[Stored data entries]
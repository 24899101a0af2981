use axum::http::StatusCode;
use axum::response::{IntoResponse, Response};

use crate::response::error_body;

/// Common application error variants shared across services.
///
/// Service crates define their own richer enums; this one covers the cases
/// the shared layers (extractors, middleware) need to surface themselves.
#[derive(Debug, thiserror::Error)]
pub enum AppError {
    #[error("unauthorized")]
    Unauthorized,
    #[error("forbidden")]
    Forbidden,
    #[error("not found")]
    NotFound,
    #[error("conflict")]
    Conflict,
    #[error("internal server error")]
    Internal(#[from] anyhow::Error),
}

impl AppError {
    pub fn code(&self) -> &'static str {
        match self {
            Self::Unauthorized => "UNAUTHORIZED",
            Self::Forbidden => "FORBIDDEN",
            Self::NotFound => "NOT_FOUND",
            Self::Conflict => "CONFLICT",
            Self::Internal(_) => "INTERNAL_ERROR",
        }
    }
}

impl IntoResponse for AppError {
    fn into_response(self) -> Response {
        let status = match &self {
            AppError::Unauthorized => StatusCode::UNAUTHORIZED,
            AppError::Forbidden => StatusCode::FORBIDDEN,
            AppError::NotFound => StatusCode::NOT_FOUND,
            AppError::Conflict => StatusCode::CONFLICT,
            AppError::Internal(_) => StatusCode::INTERNAL_SERVER_ERROR,
        };
        // Log 500s only — tower-http TraceLayer already records method/uri/status
        // for all requests. 4xx are expected client errors; logging them here
        // would be noise.
        if let Self::Internal(ref e) = self {
            tracing::error!(error = %e, code = "INTERNAL_ERROR", "internal error");
        }
        let body = error_body(self.code(), &self.to_string(), None);
        (status, axum::Json(body)).into_response()
    }
}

Description of the task = Please make the answer a complete, exact reproduction of the records.

Problem solution =
repository 24899101a0af2981
use axum::http::StatusCode;
use axum::response::{IntoResponse, Response};

use crate::response::error_body;

/// Common application error variants shared across services.
///
/// Service crates define their own richer enums; this one covers the cases
/// the shared layers (extractors, middleware) need to surface themselves.
#[derive(Debug, thiserror::Error)]
pub enum AppError {
    #[error("unauthorized")]
    Unauthorized,
    #[error("forbidden")]
    Forbidden,
    #[error("not found")]
    NotFound,
    #[error("conflict")]
    Conflict,
    #[error("internal server error")]
    Internal(#[from] anyhow::Error),
}

impl AppError {
    pub fn code(&self) -> &'static str {
        match self {
            Self::Unauthorized => "UNAUTHORIZED",
            Self::Forbidden => "FORBIDDEN",
            Self::NotFound => "NOT_FOUND",
            Self::Conflict => "CONFLICT",
            Self::Internal(_) => "INTERNAL_ERROR",
        }
    }
}

impl IntoResponse for AppError {
    fn into_response(self) -> Response {
        let status = match &self {
            AppError::Unauthorized => StatusCode::UNAUTHORIZED,
            AppError::Forbidden => StatusCode::FORBIDDEN,
            AppError::NotFound => StatusCode::NOT_FOUND,
            AppError::Conflict => StatusCode::CONFLICT,
            AppError::Internal(_) => StatusCode::INTERNAL_SERVER_ERROR,
        };
        // Log 500s only — tower-http TraceLayer already records method/uri/status
        // for all requests. 4xx are expected client errors; logging them here
        // would be noise.
        if let Self::Internal(ref e) = self {
            tracing::error!(error = %e, code = "INTERNAL_ERROR", "internal error");
        }
        let body = error_body(self.code(), &self.to_string(), None);
        (status, axum::Json(body)).into_response()
    }
}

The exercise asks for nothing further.